Inhibition of pain by low frequency electroacupuncture (EA) has been thought to be mediated by endogenous opioids. We reported in a previous paper, however, that naloxone (NAL) and naltrexone (NTX) either potentiated or had no effect on analgesia in EA-naive rats, independent of origin (American or Chinese), sex, weight, geographic location (the U.S.A. or China), or numerous variations of experimental methodology. In the present study, we hypothesized that the number of exposures to EA treatment may be responsible for the discrepant effect of opiate antagonists.
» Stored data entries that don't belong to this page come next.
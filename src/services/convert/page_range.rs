//! Page selection strings such as `"1, 3-5, 8"`.
//!
//! Parsing is lenient: parts that do not start with a number are ignored and
//! pages outside `1..=total_pages` are dropped. The result is zero-based,
//! ascending and free of duplicates.

use std::collections::BTreeSet;

/// Resolve `selection` against a document of `total_pages` pages.
///
/// An absent or blank selection selects every page.
pub fn parse_page_selection(selection: Option<&str>, total_pages: u32) -> Vec<u32> {
    let selection = match selection.map(str::trim) {
        Some(s) if !s.is_empty() => s,
        _ => return (0..total_pages).collect(),
    };

    let mut selected = BTreeSet::new();
    for part in selection.split(',') {
        let bounds: Vec<&str> = part.trim().split('-').collect();
        if bounds.len() == 2 {
            let (Some(start), Some(end)) = (leading_int(bounds[0]), leading_int(bounds[1])) else {
                continue;
            };
            let first = start.max(1);
            let last = end.min(i64::from(total_pages));
            for page in first..=last {
                selected.insert((page - 1) as u32);
            }
        } else if let Some(page) = leading_int(part) {
            if page >= 1 && page <= i64::from(total_pages) {
                selected.insert((page - 1) as u32);
            }
        }
    }

    selected.into_iter().collect()
}

/// Parse the integer prefix of `s` after leading whitespace: `" 12abc"` is 12,
/// `"abc"` is nothing.
fn leading_int(s: &str) -> Option<i64> {
    let s = s.trim_start();
    let (negative, digits) = match s.as_bytes().first() {
        Some(b'-') => (true, &s[1..]),
        Some(b'+') => (false, &s[1..]),
        _ => (false, s),
    };
    let end = digits
        .find(|c: char| !c.is_ascii_digit())
        .unwrap_or(digits.len());
    if end == 0 {
        return None;
    }
    // Saturate rather than fail on absurdly long numbers; they are out of
    // range either way.
    let value = digits[..end].parse::<i64>().unwrap_or(i64::MAX);
    Some(if negative { -value } else { value })
}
We found, as previously demonstrated, analgesia in EA-naive rats was potentiated by NTX. After two pre-exposures to EA, however, NTX antagonized analgesia. These results indicate that, in rats: (1) pre-exposure is a key variable for opiate antagonists to produce antagonism or potentiation of analgesia; (2) environmental cues paired with the initial analgesic manipulation may be responsible for converting analgesia from non-opioid to opioid, as already demonstrated with classically conditioned and learned helplessness induced analgesia; and (3) EA analgesia in rats is a multidimensional manipulation which can be influenced by subtle environmental changes.